The freshness signal stack is the five-signal set every major AI search substrate reads to compute a page's freshness timestamp: the HTTP Last-Modified header, the schema-emitted dateModified field (Article, FAQPage, Product, HowTo), the visible last-updated date rendered in server-side HTML at the top of the page, the content-diff hash the substrate computes between successive crawls, and (for multimodal pages) the image last-modified plus content hash on the image file. The five signals reconcile into a single freshness timestamp the substrate uses to weight the page against fresher competitors. Refreshes that touch one or two signals and leave the rest stale are discounted; the discipline is to touch all five in the same edit window from a single source-of-truth date field that drives the visible date, schema dateModified, and HTTP header simultaneously.
How it relates to AI UGC
The image side of the signal stack runs on its own track — the image file's last-modified header and the substrate-computed content hash. Re-uploading the same image file without re-export produces no content hash change and is discounted. Persona-locked AI UGC re-generated from ppl.studio produces a fresh file with a real content hash, so the image side of the signal stack reads cleanly inside the multimodal substrate's next pass.
Key statistics
- Mid-2026 substrates read five freshness signals per page; pages emitting all five out-cite pages emitting three or four by 1.4–1.8× on the same priority query set (signal-stack cohort, 2026).

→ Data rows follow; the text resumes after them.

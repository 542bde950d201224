use yew::prelude::*;
use yew_router::prelude::*;

use crate::routes::Route;

#[function_component(Home)]
pub fn home() -> Html {
    html! {
        <div class="centered-page">
            <h1 class="brand">{"KeepDM"}</h1>
            <p class="muted">{"Elige una opción:"}</p>
            <div class="button-row">
                <Link<Route> classes="btn btn-primary" to={Route::Login}>{"Login"}</Link<Route>>
                <Link<Route> classes="btn" to={Route::Signup}>{"Sign Up"}</Link<Route>>
                <Link<Route> classes="btn" to={Route::Dashboards}>{"Dashboard"}</Link<Route>>
            </div>
        </div>
    }
}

- Roughly 20–30% of mid-2026 priority pages emit only three of the five signals on first audit — most commonly missing the HTTP Last-Modified header (capped at the deploy date) or the schema dateModified (inconsistent with the visible date) (signal-completeness audits, 2026).
- Cosmetic refreshes (visible date updated, prose unchanged) trigger the content-diff discount inside two crawls — the substrate hashes the page text and discounts the freshness claim when the hash does not change (cosmetic-refresh cohort, 2026).